Dans une galaxie mode encombrée et versatile, des comètes pleines d’une belle énergie apparaissent régulièrement dans le ciel de la capitale – leur exploit est à saluer, surtout pour celles qui ne sortent pas du sérail du prêt-àporter. L’emballement est perceptible à travers ces labels qui inondent Paris et l’incluent dans leur business-plan. On ne compte plus les sweats « Je t’aime Paris », « Au Parc », « Clubs de Parisiens » ; ni les marques géographiquement identifiables, comme Bleu de Paname ou Commune de Paris 1871.

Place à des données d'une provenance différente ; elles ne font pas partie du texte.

// ABOUTME: Composition root for the Tessera service
// ABOUTME: Builds store, provider, and router from configuration and serves them

use std::sync::Arc;

use axum::{http::Method, routing::get, Router};
use tower_http::{
    cors::{Any, CorsLayer},
    trace::TraceLayer,
};
use tracing::info;

use tessera_api::{manage, AuthProvider, HeaderProvider, StaticProvider, TokenApi, TokenState};
use tessera_storage::{MemoryTokenStore, SqliteTokenStore, StorageResult, TokenStore};

pub mod config;
pub mod health;
pub mod middleware;


use config::{Config, ConfigError, ProviderKind, StoreKind};

/// Install the global tracing subscriber. `RUST_LOG` overrides the
/// default `info` filter.
pub fn init_tracing() {
    tracing_subscriber::fmt()
        .with_env_filter(
            tracing_subscriber::EnvFilter::try_from_default_env()
                .unwrap_or_else(|_| tracing_subscriber::EnvFilter::new("info")),
        )
        .with_target(false)
        .compact()
        .init();
}

/// Open the store selected by `config`
pub async fn open_store(config: &Config) -> StorageResult<Arc<dyn TokenStore>> {
    match config.store {
        StoreKind::Memory => {
            info!("Using in-memory token store");
            Ok(Arc::new(MemoryTokenStore::new()))
        }
        StoreKind::Sqlite => {
            let store = SqliteTokenStore::connect(&config.database_path, 10).await?;
            Ok(Arc::new(store))
        }
    }
}

/// Build the auth provider selected by `config`
pub fn build_provider(config: &Config) -> Arc<dyn AuthProvider> {
    match config.auth_provider {
        ProviderKind::Static => Arc::new(StaticProvider::new(
            config.default_user.clone(),
            config.default_policy.clone(),
        )),
        ProviderKind::Header => Arc::new(HeaderProvider::new(config.default_policy.clone())),
    }
}

/// Assemble the full application: health check, token management routes,
/// and the tracing, CORS, and panic layers.
pub fn build_app(state: TokenState, config: &Config) -> Result<Router, ConfigError> {
    let origin = config
        .cors_origin
        .parse::<axum::http::HeaderValue>()
        .map_err(|_| ConfigError::InvalidCorsOrigin(config.cors_origin.clone()))?;

    let cors = CorsLayer::new()
        .allow_origin(origin)
        .allow_methods([Method::GET, Method::POST, Method::DELETE])
        .allow_headers(Any);

    let app = Router::new().route("/api/health", get(health::health_check));

    Ok(manage(app, state)
        .layer(cors)
        .layer(TraceLayer::new_for_http())
        .layer(middleware::create_panic_handler()))
}

pub async fn run_server(config: Config) -> anyhow::Result<()> {
    let store = open_store(&config).await?;
    let api = Arc::new(TokenApi::new(store, config.policies.clone()));
    let state = TokenState::new(api, build_provider(&config));
    let app = build_app(state, &config)?;

    let addr = config.socket_addr();
    let listener = tokio::net::TcpListener::bind(addr).await?;
    info!(%addr, "Tessera listening");

    axum::serve(listener, app)
        .with_graceful_shutdown(shutdown_signal())
        .await?;

    info!("Server stopped");
    Ok(())
}

async fn shutdown_signal() {
    if let Err(e) = tokio::signal::ctrl_c().await {
        tracing::error!(error = %e, "Failed to listen for shutdown signal");
        std::future::pending::<()>().await;
    }
}
use clap::{Parser, Subcommand};
use colored::*;
use std::process;

mod cli;

use cli::tokens::{handle_tokens_command, TokensCommands};
use tessera_cli::config::Config;

#[derive(Parser)]
#[command(name = "tessera")]
#[command(about = "Tessera - token management service")]
#[command(version)]
struct Cli {
    #[command(subcommand)]
    command: Commands,
}

#[derive(Subcommand)]
enum Commands {
    /// Run the HTTP service
    Serve {
        /// Override PORT
        #[arg(long)]
        port: Option<u16>,
    },
    /// Manage tokens in the configured database
    #[command(subcommand)]
    Tokens(TokensCommands),
}

#[tokio::main]
async fn main() {
    dotenvy::dotenv().ok();
    tessera_cli::init_tracing();

    let cli = Cli::parse();

    if let Err(e) = handle_command(cli.command).await {
        eprintln!("{} {:#}", "Error:".red().bold(), e);
        process::exit(1);
    }
}

async fn handle_command(command: Commands) -> anyhow::Result<()> {
    let mut config = Config::from_env()?;

    match command {
        Commands::Serve { port } => {
            config.override_port(port)?;
            tessera_cli::run_server(config).await
        }
        Commands::Tokens(command) => handle_tokens_command(command, &config).await,
    }
}
// ABOUTME: Common test utilities for token management integration tests
// ABOUTME: Boots a router over an in-memory store with a fixture token issued

use std::sync::Arc;

use axum::{
    body::Body,
    http::{Method, Request, Response},
    Router,
};
use http_body_util::BodyExt;
use tower::ServiceExt;

use tessera_api::{manage, AuthProvider, StaticProvider, TokenApi, TokenState};
use tessera_core::{Policy, PolicyRegistry, ProviderContext};
use tessera_storage::MemoryTokenStore;

/// Booted application plus handles for post-condition checks
pub struct TestContext {
    pub app: Router,
    pub api: Arc<TokenApi>,
    /// Token issued to the provider's user before each test
    pub fixture_token: String,
}

/// Boot with a provider answering `hip` on the `free` policy
pub async fn setup() -> TestContext {
    setup_with_provider(Arc::new(StaticProvider::new("hip", "free"))).await
}

pub async fn setup_with_provider(provider: Arc<dyn AuthProvider>) -> TestContext {
    let policies = PolicyRegistry::new([Policy::new("free", 3), Policy::new("pro", 10)])
        .expect("valid policies");
    let api = Arc::new(TokenApi::new(Arc::new(MemoryTokenStore::new()), policies));

    let fixture = api
        .create(&ProviderContext::new("hip", "free"))
        .await
        .expect("Failed to create fixture token");

    let app = manage(Router::new(), TokenState::new(api.clone(), provider));

    TestContext {
        app,
        api,
        fixture_token: fixture.token,
    }
}

/// Send a JSON-typed request with an empty body
pub async fn send(app: &Router, method: Method, uri: &str) -> Response<Body> {
    let request = Request::builder()
        .method(method)
        .uri(uri)
        .header("Content-Type", "application/json")
        .body(Body::empty())
        .unwrap();

    app.clone().oneshot(request).await.unwrap()
}

#[allow(dead_code)]
pub async fn body_json(response: Response<Body>) -> serde_json::Value {
    let bytes = response.into_body().collect().await.unwrap().to_bytes();
    serde_json::from_slice(&bytes).unwrap()
}

#[allow(dead_code)]
pub async fn body_bytes(response: Response<Body>) -> Vec<u8> {
    response
        .into_body()
        .collect()
        .await
        .unwrap()
        .to_bytes()
        .to_vec()
}
// ABOUTME: Shared utility functions for Tessera
// ABOUTME: Token string generation

use base64::Engine;
use rand::Rng;

/// Generate a cryptographically secure random token.
/// 32 random bytes, URL-safe base64 without padding (43 chars).
pub fn generate_token() -> String {
    let mut rng = rand::thread_rng();
    let random_bytes: [u8; 32] = rng.gen();
    base64::engine::general_purpose::URL_SAFE_NO_PAD.encode(random_bytes)
}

Pour se faire un nom, ces nouveaux labels misent sur la fabrication artisanale, la qualité des tissus, les prix serrés, et attendent énormément du numérique. Et afin de répondre aux aspirations de leur communauté de Millennials, ils se veulent adeptes de la transparence et communiquent volontiers sur leurs coûts de fabrication. « Ces marques ont développé un discours autour de leurs contraintes. Maison Standards intègre ses marges pour offrir un prix abordable et explique ses matières. Cela donne confiance au consommateur, qui ne voit pas forcément le produit quand la boutique n’existe pas », observe Gilles Lasbordes, directeur de Première Vision, salon qui présente les tendances de la mode et du textile.

Le marketing numérique est le nerf de la guerre, et les enseignes divulguent leurs thèmes éthiques préférés, sans oublier la vie personnelle du fondateur. Cependant, malgré leur bonne volonté, quelles sont leurs chances pour ces marques de ne pas faire que passer dans le monde de la mode ?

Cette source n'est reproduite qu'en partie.